___ Information given

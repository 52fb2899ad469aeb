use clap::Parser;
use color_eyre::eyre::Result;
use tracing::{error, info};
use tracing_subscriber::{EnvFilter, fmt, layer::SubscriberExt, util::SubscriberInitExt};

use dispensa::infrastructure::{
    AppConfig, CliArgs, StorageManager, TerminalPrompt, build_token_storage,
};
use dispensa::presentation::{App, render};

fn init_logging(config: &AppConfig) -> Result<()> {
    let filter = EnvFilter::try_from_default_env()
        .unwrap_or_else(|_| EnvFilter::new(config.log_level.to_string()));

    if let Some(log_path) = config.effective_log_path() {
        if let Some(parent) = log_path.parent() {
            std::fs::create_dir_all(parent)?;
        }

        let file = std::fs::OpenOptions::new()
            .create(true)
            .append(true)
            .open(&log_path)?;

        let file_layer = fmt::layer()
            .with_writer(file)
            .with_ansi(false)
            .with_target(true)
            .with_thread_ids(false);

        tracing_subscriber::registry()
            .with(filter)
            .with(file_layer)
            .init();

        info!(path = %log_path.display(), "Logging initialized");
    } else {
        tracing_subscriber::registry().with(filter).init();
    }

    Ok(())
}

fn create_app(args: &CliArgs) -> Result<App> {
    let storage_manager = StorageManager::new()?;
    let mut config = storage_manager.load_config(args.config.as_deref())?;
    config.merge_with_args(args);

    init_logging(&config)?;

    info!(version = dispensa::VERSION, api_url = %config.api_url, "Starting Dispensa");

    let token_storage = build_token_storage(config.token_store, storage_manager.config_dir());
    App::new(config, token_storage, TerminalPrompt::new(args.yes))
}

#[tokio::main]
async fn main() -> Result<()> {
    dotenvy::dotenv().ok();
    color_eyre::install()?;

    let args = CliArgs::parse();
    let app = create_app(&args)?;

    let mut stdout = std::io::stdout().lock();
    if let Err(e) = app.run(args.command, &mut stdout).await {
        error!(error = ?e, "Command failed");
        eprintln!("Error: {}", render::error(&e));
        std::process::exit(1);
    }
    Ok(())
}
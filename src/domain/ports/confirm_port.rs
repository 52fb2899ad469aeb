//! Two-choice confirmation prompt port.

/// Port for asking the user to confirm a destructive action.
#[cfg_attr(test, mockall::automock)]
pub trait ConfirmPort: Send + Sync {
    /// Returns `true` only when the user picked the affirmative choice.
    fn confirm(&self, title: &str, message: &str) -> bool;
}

______
___ Information given

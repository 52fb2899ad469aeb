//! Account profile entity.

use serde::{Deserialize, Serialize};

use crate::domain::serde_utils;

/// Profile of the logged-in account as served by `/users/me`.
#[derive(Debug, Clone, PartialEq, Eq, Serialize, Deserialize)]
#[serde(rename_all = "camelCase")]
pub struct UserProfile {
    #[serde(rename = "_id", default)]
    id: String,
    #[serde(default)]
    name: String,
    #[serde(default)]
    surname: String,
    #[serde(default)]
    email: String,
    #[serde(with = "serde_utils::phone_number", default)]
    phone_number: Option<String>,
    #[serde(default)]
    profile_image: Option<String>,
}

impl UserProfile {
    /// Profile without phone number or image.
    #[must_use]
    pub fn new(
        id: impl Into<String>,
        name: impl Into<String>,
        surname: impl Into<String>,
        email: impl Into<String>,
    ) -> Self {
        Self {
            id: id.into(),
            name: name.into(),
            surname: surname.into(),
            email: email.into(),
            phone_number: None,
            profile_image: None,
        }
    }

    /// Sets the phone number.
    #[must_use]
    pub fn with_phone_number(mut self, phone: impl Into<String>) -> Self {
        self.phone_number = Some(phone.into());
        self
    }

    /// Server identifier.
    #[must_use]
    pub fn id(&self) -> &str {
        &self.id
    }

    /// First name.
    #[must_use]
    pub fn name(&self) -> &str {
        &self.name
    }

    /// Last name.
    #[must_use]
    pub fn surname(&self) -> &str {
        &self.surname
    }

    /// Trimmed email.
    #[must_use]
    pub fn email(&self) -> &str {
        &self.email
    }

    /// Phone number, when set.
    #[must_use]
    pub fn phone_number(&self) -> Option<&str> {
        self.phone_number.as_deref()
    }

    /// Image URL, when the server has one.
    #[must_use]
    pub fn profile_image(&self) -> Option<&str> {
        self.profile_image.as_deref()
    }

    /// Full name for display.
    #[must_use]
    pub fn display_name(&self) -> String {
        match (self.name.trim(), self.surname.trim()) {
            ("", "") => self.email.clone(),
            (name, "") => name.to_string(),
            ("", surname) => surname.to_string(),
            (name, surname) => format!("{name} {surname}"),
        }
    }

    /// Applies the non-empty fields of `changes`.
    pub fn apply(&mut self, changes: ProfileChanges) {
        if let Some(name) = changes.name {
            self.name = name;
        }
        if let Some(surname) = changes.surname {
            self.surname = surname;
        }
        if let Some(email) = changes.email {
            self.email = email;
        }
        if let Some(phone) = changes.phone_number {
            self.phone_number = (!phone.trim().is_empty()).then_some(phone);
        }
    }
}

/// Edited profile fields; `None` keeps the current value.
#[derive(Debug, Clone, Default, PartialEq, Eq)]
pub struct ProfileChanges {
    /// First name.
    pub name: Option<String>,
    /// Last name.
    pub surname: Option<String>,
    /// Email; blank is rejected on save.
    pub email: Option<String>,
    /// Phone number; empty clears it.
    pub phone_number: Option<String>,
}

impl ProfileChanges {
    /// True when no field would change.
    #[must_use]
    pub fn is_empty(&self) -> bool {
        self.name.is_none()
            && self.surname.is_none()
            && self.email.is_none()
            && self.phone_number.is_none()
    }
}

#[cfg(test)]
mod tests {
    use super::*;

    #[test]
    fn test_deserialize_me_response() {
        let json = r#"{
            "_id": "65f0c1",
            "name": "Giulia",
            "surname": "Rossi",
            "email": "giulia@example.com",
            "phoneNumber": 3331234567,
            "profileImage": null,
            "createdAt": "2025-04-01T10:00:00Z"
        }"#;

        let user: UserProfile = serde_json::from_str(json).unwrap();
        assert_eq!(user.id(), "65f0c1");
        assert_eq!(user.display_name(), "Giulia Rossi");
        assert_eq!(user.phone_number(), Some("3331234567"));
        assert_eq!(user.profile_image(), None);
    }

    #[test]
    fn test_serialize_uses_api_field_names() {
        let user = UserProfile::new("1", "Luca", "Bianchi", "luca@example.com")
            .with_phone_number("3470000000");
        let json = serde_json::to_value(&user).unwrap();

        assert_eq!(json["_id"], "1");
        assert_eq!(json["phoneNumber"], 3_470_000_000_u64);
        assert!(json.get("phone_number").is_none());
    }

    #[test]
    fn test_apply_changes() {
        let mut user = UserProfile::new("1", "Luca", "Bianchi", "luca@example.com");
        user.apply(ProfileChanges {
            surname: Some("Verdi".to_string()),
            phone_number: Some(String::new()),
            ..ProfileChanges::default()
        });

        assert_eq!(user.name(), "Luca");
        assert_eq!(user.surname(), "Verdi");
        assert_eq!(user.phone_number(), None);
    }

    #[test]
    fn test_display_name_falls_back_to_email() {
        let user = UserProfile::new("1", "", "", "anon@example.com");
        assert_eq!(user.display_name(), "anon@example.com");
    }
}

______

▶ [Task requirements] Find every line in the listing that has the string "Result", then give the count by itself.

▶ [Output of the task] 4